Sabor Latino's feel-good ambience makes this an easy place to love. The dining room is comfortably rustic, and the atmosphere hangs somewhere in that inviting, tender middle ground between aging white-tablecloth class and neighborhood eclecticism. The restaurant does a brisk trade in baked empanadas filled with pino (a Chilean mix of chopped meat, fried onions, raisins and deep, earthy spices), in workaday fajitas, in Mexican moles and tamales that are big and subtly sweet, filled with seasoned pork and steamed in banana leaves rather than corn husks. There's Peruvian lomo saltado on the board, as well as bistec a lo pobre -- poor man's steak -- that's a diner benchmark across the Americas sur de la frontera, draping an eight-ounce rib-eye over rice and french fries, topping it with grilled onions, then topping that with a fried egg. Sabor Latino does so many things well -- and so many things from so many different ethnic traditions -- that it deserves extra honors as the best purveyor of a continent and a half's worth of cuisine.

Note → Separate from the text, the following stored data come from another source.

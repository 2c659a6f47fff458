//! Adapting agents into evaluators.
//!
//! Any agent's reported score can serve as another engine's position
//! evaluation, which is how engines compose: a negamax search can value its
//! horizon with a short UCT search, for instance.

use crate::agent::Agent;
use gail_core::{Evaluator, Player, Result, SearchError, State, WinLossEvaluator};
use std::time::Duration;

/// How long an [`AgentEvaluator`] lets its agent search.
#[derive(Clone, Copy, Debug, PartialEq, Eq)]
pub enum EvaluationBudget {
    /// Run the agent's search to completion.
    Blocking,

    /// Run an asynchronous search for this long and take its latest answer.
    /// A search that published nothing scores 0.
    WallClock(Duration),
}

/// Evaluator that scores a position by asking an agent for its best action
/// and returning the score the agent reported.
#[derive(Debug)]
pub struct AgentEvaluator<A> {
    agent: A,
    budget: EvaluationBudget,
}

impl<A> AgentEvaluator<A> {
    /// Evaluate by running `agent` to completion.
    pub fn new(agent: A) -> Self {
        Self::with_budget(agent, EvaluationBudget::Blocking)
    }

    pub fn with_budget(agent: A, budget: EvaluationBudget) -> Self {
        Self { agent, budget }
    }

    pub fn budget(&self) -> EvaluationBudget {
        self.budget
    }

    /// Recover the wrapped agent.
    pub fn into_inner(self) -> A {
        self.agent
    }
}

impl<S, A> Evaluator<S> for AgentEvaluator<A>
where
    S: State,
    A: Agent<S>,
{
    fn evaluate(&mut self, player: Player, state: &S) -> Result<f64> {
        if state.is_terminal() {
            return Ok(WinLossEvaluator::score(player, state.winner()));
        }

        let mut represented = self.agent.state_representation_template();
        represented.initialize_from(state);

        let time_budget = match self.budget {
            EvaluationBudget::Blocking => None,
            EvaluationBudget::WallClock(budget) => Some(budget),
        };
        match self.agent.pick_action_blocking(player, &represented, time_budget) {
            Ok(result) => Ok(result.score),
            Err(SearchError::NotReady) => Ok(0.0),
            Err(err) => Err(err),
        }
    }
}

Joseph's looks a lot like the old roadside soda fountains you can still find in small towns along the blue routes in West Texas, Mississippi, Louisiana and Georgia. It's small and crowded with stuff -- soda machines, ice cream coolers, bar stools and displays of candy, desserts and glass bottles of Orange Crush. Everything about the place -- from its drive-thru to the hot line and counter crammed into what was once the front parlor of this converted bungalow -- screams Americana. Especially the food. Partners Joe Johnson and Rick Bousman offer a limited menu (no more than a dozen items a day) that serves up the best of the Deep South: grill-fired burgers, catfish sandwiches, root beer floats, fried shrimp, coleslaw, collard greens and cold peach cobbler. And the three-piece fried-chicken dinner with chunky mashed potatoes, mac-and-cheese and a cup of sweet tea on ice will only run you $8.49, plus tax. That's what we consider American, the beautiful.